The cautionary aspect of this tale is that that purdah period, enacted in legislation, bound the Scottish Government and their agencies and public bodies in Scotland but it did not bind the United Kingdom Government. The UK Government were bound not by statute but by the Edinburgh agreement of 15 October 2012. That was what we used to call a gentleman’s agreement; it had no statutory basis. Paragraph 29 of that agreement stated:

“The Scottish Government will set out details of restricted behaviour for Scottish Ministers and devolved public bodies in the Referendum Bill to be introduced into the Scottish Parliament. These details will be based on the restrictions set out in PPERA. The UK Government has committed to act according to the same PPERA-based rules during the 28-day period.”

Now, I do not think that they did that. I do not think that most reasonable Members of this House believe that that is what was done. I will give two examples from among the many that I could use.

The first is, I admit, arguable, but it has already been raised on the Conservative Back Benches. It relates to the production of the vow when there were 10 days of campaigning left. The vow was described by the Chancellor of the Exchequer on “The Andrew Marr Show” on 7 September 2014 in this way:

“You will see in the next few days a plan of action to give more powers to Scotland, more tax powers, more spending powers, more powers over the welfare state.”

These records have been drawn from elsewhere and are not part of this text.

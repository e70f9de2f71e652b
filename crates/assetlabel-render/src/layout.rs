// SPDX-License-Identifier: PMPL-1.0-or-later
// Copyright (c) 2026 Jonathan D.A. Jewell (hyperpolymath) <jonathan.jewell@open.ac.uk>
//
// Label geometry.
//
// Everything here is integer pixel arithmetic derived from `LabelConfig`.
// Divisions by two round towards negative infinity, so text larger than its
// box is offset by floor division rather than truncation.

use assetlabel_core::LabelConfig;

const MM_PER_INCH: f64 = 25.4;

/// Convert millimetres to whole pixels at `dpi`, truncating.
pub fn mm_to_px(mm: f64, dpi: u32) -> u32 {
    ((mm / MM_PER_INCH) * f64::from(dpi)) as u32
}

/// Axis-aligned pixel rectangle. `x`/`y` may be negative for off-canvas text.
#[derive(Debug, Clone, Copy, PartialEq, Eq)]
pub struct Rect {
    pub x: i32,
    pub y: i32,
    pub width: u32,
    pub height: u32,
}

impl Rect {
    pub fn new(x: i32, y: i32, width: u32, height: u32) -> Self {
        Self {
            x,
            y,
            width,
            height,
        }
    }

    /// First column to the right of the rectangle.
    pub fn right(&self) -> i32 {
        self.x + self.width as i32
    }

    /// First row below the rectangle.
    pub fn bottom(&self) -> i32 {
        self.y + self.height as i32
    }

    pub fn intersects(&self, other: &Rect) -> bool {
        self.x < other.right()
            && other.x < self.right()
            && self.y < other.bottom()
            && other.y < self.bottom()
    }
}

/// Resolved positions of every fixed element on the label.
#[derive(Debug, Clone, Copy, PartialEq, Eq)]
pub struct LabelLayout {
    pub canvas_width: u32,
    pub canvas_height: u32,
    /// Side length of both (square) QR codes.
    pub qr_size: u32,
    /// QR code carrying the asset tag, near the left edge.
    pub left_qr: Rect,
    /// QR code carrying the device URL, near the right edge.
    pub right_qr: Rect,
    /// Top row of both captions.
    pub caption_y: i32,
}

impl LabelLayout {
    pub fn compute(config: &LabelConfig) -> Self {
        let canvas_width = mm_to_px(config.width_mm, config.dpi);
        let canvas_height = mm_to_px(config.height_mm, config.dpi);

        let usable = canvas_height
            .saturating_sub(config.top_margin_px)
            .saturating_sub(config.bottom_margin_px);
        let qr_size = (f64::from(usable) * config.qr_fraction) as u32;

        let edge = mm_to_px(config.edge_margin_mm, config.dpi) as i32;
        let qr_y = (canvas_height as i32 - qr_size as i32).div_euclid(2);
        let left_qr = Rect::new(edge, qr_y, qr_size, qr_size);
        let right_qr = Rect::new(
            canvas_width as i32 - edge - qr_size as i32,
            qr_y,
            qr_size,
            qr_size,
        );

        Self {
            canvas_width,
            canvas_height,
            qr_size,
            left_qr,
            right_qr,
            caption_y: left_qr.bottom() + config.caption_offset_px as i32,
        }
    }

    /// Horizontal band between the two QR codes: `(left, width)`.
    pub fn title_gap(&self) -> (i32, u32) {
        let left = self.left_qr.right();
        let width = (self.right_qr.x - left).max(0) as u32;
        (left, width)
    }

    /// Top-left corner for a title of the given size.
    ///
    /// Centred in the gap between the QR codes and in the QR band vertically.
    /// A title wider than the gap is pinned to the gap's left edge.
    pub fn title_origin(&self, text_width: u32, text_height: u32) -> (i32, i32) {
        let (gap_left, gap_width) = self.title_gap();
        let slack = (gap_width as i32 - text_width as i32).max(0);
        let x = gap_left + slack / 2;
        let y = self.left_qr.y + (self.qr_size as i32 - text_height as i32).div_euclid(2);
        (x, y)
    }

    pub fn title_rect(&self, text_width: u32, text_height: u32) -> Rect {
        let (x, y) = self.title_origin(text_width, text_height);
        Rect::new(x, y, text_width, text_height)
    }

    /// Top-left corner for a caption centred under `anchor`, kept on canvas.
    pub fn caption_origin(&self, anchor: &Rect, text_width: u32) -> (i32, i32) {
        let x = anchor.x + (anchor.width as i32 - text_width as i32).div_euclid(2);
        let max_x = (self.canvas_width as i32 - text_width as i32).max(0);
        (x.clamp(0, max_x), self.caption_y)
    }
}
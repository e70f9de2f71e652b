// SPDX-License-Identifier: PMPL-1.0-or-later
// Copyright (c) 2026 Jonathan D.A. Jewell (hyperpolymath) <jonathan.jewell@open.ac.uk>
//
// Best-effort print dispatch.
//
// Files are printed strictly one after another. Each outcome is folded into a
// `PrintReport`; a failure is logged and recorded, then the next file is
// attempted.

use std::path::{Path, PathBuf};

use assetlabel_core::PrintUtility;
use assetlabel_core::error::{LabelError, Result};
use tracing::{debug, error, info, instrument};

use crate::utility::command_for;

/// Something that can put one file on paper.
pub trait PrintBackend {
    fn print_file(&self, file: &Path, printer: &str) -> Result<()>;
}

impl<B: PrintBackend + ?Sized> PrintBackend for &B {
    fn print_file(&self, file: &Path, printer: &str) -> Result<()> {
        (**self).print_file(file, printer)
    }
}

/// Runs an external utility and waits for it to exit.
#[derive(Debug, Clone)]
pub struct CommandBackend {
    utility: PrintUtility,
}

impl CommandBackend {
    pub fn new(utility: PrintUtility) -> Self {
        Self { utility }
    }
}

impl PrintBackend for CommandBackend {
    #[instrument(skip(self), fields(file = %file.display()))]
    fn print_file(&self, file: &Path, printer: &str) -> Result<()> {
        let mut command = command_for(&self.utility, file, printer);
        debug!(program = ?command.get_program(), "starting print utility");

        let status = command.status().map_err(|e| {
            LabelError::Print(format!(
                "cannot start {}: {}",
                command.get_program().to_string_lossy(),
                e
            ))
        })?;
        if !status.success() {
            return Err(LabelError::PrintExit {
                file: file.display().to_string(),
                code: status.code(),
            });
        }
        Ok(())
    }
}

/// A file that could not be printed.
#[derive(Debug)]
pub struct PrintFailure {
    pub file: PathBuf,
    pub error: LabelError,
}

/// Outcome of one dispatch run, in submission order.
#[derive(Debug, Default)]
pub struct PrintReport {
    pub printed: Vec<PathBuf>,
    pub failed: Vec<PrintFailure>,
}

impl PrintReport {
    pub fn attempted(&self) -> usize {
        self.printed.len() + self.failed.len()
    }

    /// True when every attempted file printed.
    pub fn is_complete(&self) -> bool {
        self.failed.is_empty()
    }

    fn record(mut self, file: &Path, outcome: Result<()>) -> Self {
        match outcome {
            Ok(()) => {
                info!(file = %file.display(), "sent to printer");
                self.printed.push(file.to_path_buf());
            }
            Err(err) => {
                error!(file = %file.display(), error = %err, "could not print");
                self.failed.push(PrintFailure {
                    file: file.to_path_buf(),
                    error: err,
                });
            }
        }
        self
    }
}

/// Sends every file to one named printer through a backend.
pub struct PrintDispatcher<B> {
    backend: B,
    printer: String,
}

impl<B: PrintBackend> PrintDispatcher<B> {
    pub fn new(backend: B, printer: impl Into<String>) -> Self {
        Self {
            backend,
            printer: printer.into(),
        }
    }

    pub fn printer(&self) -> &str {
        &self.printer
    }

    /// Print each file once, in order, never stopping early.
    pub fn dispatch<P: AsRef<Path>>(&self, files: &[P]) -> PrintReport {
        let report = files.iter().fold(PrintReport::default(), |report, file| {
            let file = file.as_ref();
            report.record(file, self.backend.print_file(file, &self.printer))
        });
        info!(
            printer = %self.printer,
            printed = report.printed.len(),
            failed = report.failed.len(),
            "print dispatch finished"
        );
        report
    }
}

#[cfg(test)]
mod tests {
    use super::*;
    use std::cell::RefCell;

    /// Records every call; fails for files whose name contains "jam".
    #[derive(Default)]
    struct Recorder {
        calls: RefCell<Vec<(PathBuf, String)>>,
    }

    impl PrintBackend for Recorder {
        fn print_file(&self, file: &Path, printer: &str) -> Result<()> {
            self.calls
                .borrow_mut()
                .push((file.to_path_buf(), printer.to_string()));
            if file.to_string_lossy().contains("jam") {
                return Err(LabelError::Print("paper jam".into()));
            }
            Ok(())
        }
    }

    #[test]
    fn every_file_is_attempted_despite_failures() {
        let recorder = Recorder::default();
        let dispatcher = PrintDispatcher::new(&recorder, "QL-720NW");
        let files = ["a.png", "jam.png", "c.png"];

        let report = dispatcher.dispatch(&files);

        assert_eq!(report.attempted(), 3);
        assert_eq!(report.printed, vec![PathBuf::from("a.png"), PathBuf::from("c.png")]);
        assert_eq!(report.failed.len(), 1);
        assert_eq!(report.failed[0].file, PathBuf::from("jam.png"));
        assert!(!report.is_complete());

        let calls = recorder.calls.borrow();
        assert_eq!(calls.len(), 3);
        assert!(calls.iter().all(|(_, printer)| printer == "QL-720NW"));
    }

    #[test]
    fn empty_batch_is_complete() {
        let dispatcher = PrintDispatcher::new(Recorder::default(), "QL");
        let report = dispatcher.dispatch::<PathBuf>(&[]);
        assert_eq!(report.attempted(), 0);
        assert!(report.is_complete());
    }

    #[cfg(unix)]
    #[test]
    fn command_backend_reports_exit_status() {
        let ok = CommandBackend::new(PrintUtility::Custom {
            program: "true".into(),
            args: vec!["{file}".into()],
        });
        assert!(ok.print_file(Path::new("x.png"), "QL").is_ok());

        let failing = CommandBackend::new(PrintUtility::Custom {
            program: "false".into(),
            args: vec![],
        });
        assert!(matches!(
            failing.print_file(Path::new("x.png"), "QL"),
            Err(LabelError::PrintExit { code: Some(1), .. })
        ));
    }

    #[test]
    fn missing_utility_is_a_print_error() {
        let backend = CommandBackend::new(PrintUtility::Custom {
            program: "assetlabel-no-such-print-utility".into(),
            args: vec![],
        });
        assert!(matches!(
            backend.print_file(Path::new("x.png"), "QL"),
            Err(LabelError::Print(_))
        ));
    }

    #[cfg(unix)]
    #[test]
    fn command_backend_receives_substituted_arguments() {
        let dir = tempfile::tempdir().expect("tempdir");
        let marker = dir.path().join("printed.txt");
        let backend = CommandBackend::new(PrintUtility::Custom {
            program: "sh".into(),
            args: vec![
                "-c".into(),
                format!("echo \"$0 $1\" > {}", marker.display()),
                "{printer}".into(),
                "{file}".into(),
            ],
        });
        backend
            .print_file(Path::new("/labels/sw-01.png"), "QL-720NW")
            .expect("print");
        let written = std::fs::read_to_string(&marker).expect("marker");
        assert_eq!(written.trim(), "QL-720NW /labels/sw-01.png");
    }
}
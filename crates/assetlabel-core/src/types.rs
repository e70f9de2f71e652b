// SPDX-License-Identifier: PMPL-1.0-or-later
// Copyright (c) 2026 Jonathan D.A. Jewell (hyperpolymath) <jonathan.jewell@open.ac.uk>
//
// Core domain types for assetlabel.

use serde::{Deserialize, Serialize};

/// Inventory identifier of a device.
#[derive(Debug, Clone, Copy, PartialEq, Eq, Hash, PartialOrd, Ord, Serialize, Deserialize)]
pub struct DeviceId(pub u64);

impl std::fmt::Display for DeviceId {
    fn fmt(&self, f: &mut std::fmt::Formatter<'_>) -> std::fmt::Result {
        write!(f, "{}", self.0)
    }
}

/// One inventoried device, as fetched from the inventory API.
///
/// Records are immutable once fetched and each one produces exactly one
/// label.
#[derive(Debug, Clone, PartialEq, Eq, Serialize, Deserialize)]
pub struct Device {
    pub id: DeviceId,
    /// Display name, possibly fully qualified (`sw-core-01.example.org`).
    pub name: String,
    /// Human-assigned inventory tag. Empty when the device has none.
    pub asset_tag: String,
}

impl Device {
    pub fn new(id: u64, name: impl Into<String>, asset_tag: impl Into<String>) -> Self {
        Self {
            id: DeviceId(id),
            name: name.into(),
            asset_tag: asset_tag.into(),
        }
    }

    /// Whether an asset tag was assigned.
    pub fn has_asset_tag(&self) -> bool {
        !self.asset_tag.is_empty()
    }
}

One of the arguments in favour of purdah is that the arguments should be laid out and set before the campaign period, and that during the campaign the politicians can debate them and the people can participate in the debate—as they did in huge numbers in Scotland—and make up their minds. It is not meant to be a period during which politicians can say, “Here’s a fresh initiative that we forgot to mention earlier.”

A comparison could be made with the European referendum if, for example, what used to be called the no side were to take the lead, unexpectedly perhaps, with 10 days to go and the German Chancellor or the President of the Republic of France were to suspend Question Time in the Bundestag or the National Assembly, get on a plane and rush across to say that the Prime Minister’s renegotiations of our position had suddenly found more favour with them than had previously been the case.

I accept that this point is arguable. Others could argue that the vow was not really a Government announcement from the Chancellor of the Exchequer, and that he was just speaking off his own bat as a politician. I am not sure that that is a good argument, but it is certainly a cautionary tale.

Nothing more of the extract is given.